Virginia Lawyers Weekly//May 16, 2026//
Virginia Lawyers Weekly//May 16, 2026//
Where Amazon moved for summary judgement in a patent infringement suit, it prevailed on non-infringement on most of the remaining patents, was found not to have engaged in willful infringement and is not liable for foreign damages based on testing.
Background
DivX LLC sued Amazon.com Inc., and Amazon Web Services Inc. for infringement of seven patents pertaining to video streaming. Amazon moves for summary judgment of non-infringement of the remaining 943, 141, 806, 303 and 938 patents, no willful infringement and no foreign damages based on testing.
943 Patent
DivX accuses Amazon’s products of infringement based on their use of an Advanced Encryption Standard, or AES, cipher, which is a subcomponent of the AES algorithm. The uncontroverted evidence shows that summary judgment of noninfringement in Amazon’s favor is warranted because the AES cipher does use an “outside” or “external” key.
Amazon contends that the accused products do not infringe because DivX’s infringement mapping does not follow the court imposed ordering of steps. The court agrees. It is clear that the accused products do not infringe upon the 141 Patent because they do not adhere to required step ordering. DivX’s muddled assertions to the contrary fail to convince.
Although not framed as such on the papers, the parties’ positions on whether the accused products infringe the 806 Patent are essentially matters of (additional) claim construction—whether the claim language requires “generating media metadata” both “prior to decoding” the source video file and “during a transcoding of” the source video file; or whether “generating media metadata” occurs merely “prior to decoding” where the decoding occurs “during a transcoding of” the source video file.
Amazon backs the former construction, which would compel summary judgment in its favor, while DivX supports the latter. The court agrees with DivX’s understanding.
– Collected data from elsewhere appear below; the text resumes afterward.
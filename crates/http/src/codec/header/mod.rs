//! Request-header decoding and response-header encoding.

mod header_decoder;
mod header_encoder;

pub use header_decoder::HeaderDecoder;
pub use header_encoder::HeaderEncoder;

pub(crate) use header_decoder::is_chunked_coding;
//! Error types for request parsing and response sending.
//!
//! [`HttpError`] is the connection-level error: it wraps a [`ParseError`]
//! from the decode side or a [`SendError`] from the encode side, and records
//! a recovered handler panic. Body-read errors reach the handler as
//! `ParseError` through the body handle; everything else terminates the
//! connection.

use std::io;
use thiserror::Error;

/// Top-level error for one HTTP connection.
#[derive(Debug, Error)]
pub enum HttpError {
    /// Request decoding or body reading failed.
    #[error("request error: {source}")]
    RequestError {
        #[from]
        source: ParseError,
    },

    /// Response encoding or the underlying write failed.
    #[error("response error: {source}")]
    ResponseError {
        #[from]
        source: SendError,
    },

    /// The request handler panicked; the panic was caught and the connection
    /// is being torn down.
    #[error("handler panicked")]
    HandlerPanic,
}

/// Errors raised while decoding a request or its body.
#[derive(Error, Debug)]
pub enum ParseError {
    /// The request line plus header block exceeded the size cap.
    #[error("header section too large: {current_size} exceeds the limit {max_size}")]
    TooLargeHeader { current_size: usize, max_size: usize },

    #[error("more than {max_num} headers")]
    TooManyHeaders { max_num: usize },

    #[error("invalid header: {reason}")]
    InvalidHeader { reason: String },

    #[error("invalid http version: {0:?}")]
    InvalidVersion(Option<u8>),

    #[error("invalid http method")]
    InvalidMethod,

    #[error("invalid request target")]
    InvalidUri,

    #[error("invalid content-length header: {reason}")]
    InvalidContentLength { reason: String },

    /// Malformed chunked transfer-coding: a non-hex byte in the size line, a
    /// missing CRLF, or an overflowing chunk size.
    #[error("invalid chunk: {reason}")]
    InvalidChunk { reason: String },

    #[error("invalid body: {reason}")]
    InvalidBody { reason: String },

    #[error("io error: {source}")]
    Io {
        #[from]
        source: io::Error,
    },
}

impl ParseError {
    pub fn too_large_header(current_size: usize, max_size: usize) -> Self {
        Self::TooLargeHeader { current_size, max_size }
    }

    pub fn too_many_headers(max_num: usize) -> Self {
        Self::TooManyHeaders { max_num }
    }

    pub fn invalid_header<S: ToString>(reason: S) -> Self {
        Self::InvalidHeader { reason: reason.to_string() }
    }

    pub fn invalid_content_length<S: ToString>(reason: S) -> Self {
        Self::InvalidContentLength { reason: reason.to_string() }
    }

    pub fn invalid_chunk<S: ToString>(reason: S) -> Self {
        Self::InvalidChunk { reason: reason.to_string() }
    }

    pub fn invalid_body<S: ToString>(reason: S) -> Self {
        Self::InvalidBody { reason: reason.to_string() }
    }

    pub fn io<E: Into<io::Error>>(e: E) -> Self {
        Self::Io { source: e.into() }
    }
}

/// Errors raised while encoding or writing a response.
#[derive(Error, Debug)]
pub enum SendError {
    #[error("invalid body: {reason}")]
    InvalidBody { reason: String },

    #[error("io error: {source}")]
    Io {
        #[from]
        source: io::Error,
    },
}

impl SendError {
    pub fn invalid_body<S: ToString>(reason: S) -> Self {
        Self::InvalidBody { reason: reason.to_string() }
    }

    pub fn io<E: Into<io::Error>>(e: E) -> Self {
        Self::Io { source: e.into() }
    }
}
For these reasons, Amazon’s summary judgment arguments on the 806 Patent as to “generating media metadata” fail.
The parties’ next set of arguments concern the additional language in claim 1 requiring “performing the following at each of the plurality of transcoding devices in parallel: . . . decoding the at least a portion of the source video file based on the source format to generate a decoded portion . . . and encoding the plurality of decoded images of the decoded portion of video into an . . . alternate video stream . . .”. The second issue is dispositive of summary judgment on the 806 Patent. It is undisputed that the accused products’ “split-and-stitch” method divides a video into different timed portions that are each encoded by a different encoder. However, the presence of antecedent basis in the relevant portion of claim 1 imposes the requirement that the plurality of transcoding devices encode the same portion of video. Amazon is thus entitled to summary judgment of noninfringement on the 806 Patent.
303 and 938 Patents
Amazon argues for noninfringement of the 303 and 938 patents on a common ground. Based on the understanding of the claim language, however, and because on the current record, it is undisputed that that I-frames do not utilize in-loop filtering. Amazon’s motion is denied on these common grounds.
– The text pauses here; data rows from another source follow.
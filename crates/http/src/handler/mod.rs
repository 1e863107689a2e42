//! The application-facing request handler contract.
//!
//! A [`Handler`] receives one decoded request with its streaming body and
//! returns a response whose body is any [`http_body::Body`]. The connection
//! decides the wire framing from what the body yields, so handlers never
//! deal with `Content-Length` or chunking unless they want to force it.
//! Handlers must be safe to share across connections.
//!
//! Applications that want routing, extractors, and a ready-made accept loop
//! use the `origin-web` crate, whose server implements [`Handler`] itself.
//! To drive the engine directly, [`make_handler`] turns a plain async
//! function into a handler; `examples/echo_server.rs` shows the full wiring.

use std::error::Error;
use std::future::Future;

use http::{Request, Response};
use http_body::Body;

use crate::protocol::body::ReqBody;

pub trait Handler: Send + Sync {
    /// Response body type; its size hint feeds the auto-framing decision.
    type RespBody: Body;
    /// Handler failure; the connection answers with an empty `500`.
    type Error: Into<Box<dyn Error + Send + Sync>>;
    type Fut<'fut>: Future<Output = Result<Response<Self::RespBody>, Self::Error>>
    where
        Self: 'fut;

    fn call(&self, req: Request<ReqBody>) -> Self::Fut<'_>;
}

/// Wraps a plain async function as a [`Handler`].
///
/// This is the shortest path from a function to a served connection:
///
/// ```no_run
/// use std::convert::Infallible;
/// use std::sync::Arc;
///
/// use bytes::Bytes;
/// use http::{Request, Response};
/// use http_body_util::Full;
/// use origin_http::connection::HttpConnection;
/// use origin_http::handler::make_handler;
/// use origin_http::protocol::body::ReqBody;
///
/// async fn hello(_req: Request<ReqBody>) -> Result<Response<Full<Bytes>>, Infallible> {
///     Ok(Response::new(Full::new(Bytes::from_static(b"hello"))))
/// }
///
/// # async fn serve(stream: tokio::net::TcpStream) -> Result<(), origin_http::protocol::HttpError> {
/// let handler = Arc::new(make_handler(hello));
/// let (reader, writer) = stream.into_split();
/// HttpConnection::new(reader, writer).process(handler).await
/// # }
/// ```
pub fn make_handler<F, B, E, Fut>(f: F) -> HandlerFn<F>
where
    F: Fn(Request<ReqBody>) -> Fut + Send + Sync,
    B: Body,
    E: Into<Box<dyn Error + Send + Sync>>,
    Fut: Future<Output = Result<Response<B>, E>> + Send,
{
    HandlerFn { f }
}

/// [`Handler`] backed by a function; built with [`make_handler`].
#[derive(Debug, Clone)]
pub struct HandlerFn<F> {
    f: F,
}

impl<F, B, E, Fut> Handler for HandlerFn<F>
where
    F: Fn(Request<ReqBody>) -> Fut + Send + Sync,
    B: Body,
    E: Into<Box<dyn Error + Send + Sync>>,
    Fut: Future<Output = Result<Response<B>, E>> + Send,
{
    type RespBody = B;
    type Error = E;
    type Fut<'fut>
        = Fut
    where
        Self: 'fut;

    fn call(&self, req: Request<ReqBody>) -> Self::Fut<'_> {
        (self.f)(req)
    }
}
//! Body payload codecs.
//!
//! Decoding and encoding of HTTP message bodies in the two supported
//! framings: fixed length (`Content-Length`) and chunked transfer-coding.
//! [`PayloadDecoder`] and [`PayloadEncoder`] are tagged unions over the
//! concrete strategies so the request decoder and response encoder can treat
//! all bodies uniformly.
//!
//! Chunk grammar is the strict subset used on the wire here:
//! `HEX CRLF data CRLF ... 0 CRLF CRLF`, with no chunk extensions and no
//! trailers.

mod chunked_decoder;
mod chunked_encoder;
mod length_decoder;
mod length_encoder;
mod payload_decoder;
mod payload_encoder;

pub use payload_decoder::PayloadDecoder;
pub use payload_encoder::PayloadEncoder;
Amazon also argues for noninfringement of the 938 patent on one additional ground: that DivX fails to show that the accused products practice “decoding by a plurality of processors in parallel” because video decode in the accused products occurs within dedicated hardware inside of the secure “trusted execution environment” of the devices’ system-on-chip, and the functioning of that hardware within the hardware’s third party providers Amlogic and MediaTek’s knowledge, not Amazon’s. The court agrees.
Willfulness
DivX asserts that enhanced damages for willful infringement are available against Amazon here as to the 141 (including pre-complaint knowledge), 806, 303, 938 and 943 Patents. Amazon argues that the evidence does not permit the recovery of such damages. On the record before the court, Amazon is correct.
Amazon at most knew of the 141 Patent since 2020, did not revert or design around any alleged infringement until late 2025, Amazon and DivX had some general interactions in the past and Amazon’s technical employees do not check for infringement. This evidence is insufficient to support willful infringement as a matter of law.
As to all but the 141 Patent, Amazon cannot be said to have knowledge of or been willfully blind to the existence of DivX’s asserted patents, and even as to the 141 Patent, the evidence does not permit the conclusion that Amazon was willfully blind to the fact of infringement. Accordingly, Amazon is entitled to summary judgment of no willful infringement.
Foreign damages
There is no evidence that suggests that testing in Seattle was necessary for the realization of foreign profits by the accused products. Accordingly, Amazon is entitled to summary judgment of no foreign damages as to the 141, 938 and 943 Patents and claim 16 of the 303 Patent.
Defendants’ motion for summary judgment granted in part, denied in part.
Divx, LLC v. Amazon.com, Inc., Case No. 1:24-cv-2061, May 4, 2026. EDVA at Alexandria (Nachmanoff). VLW 026-3-203. 28 pp.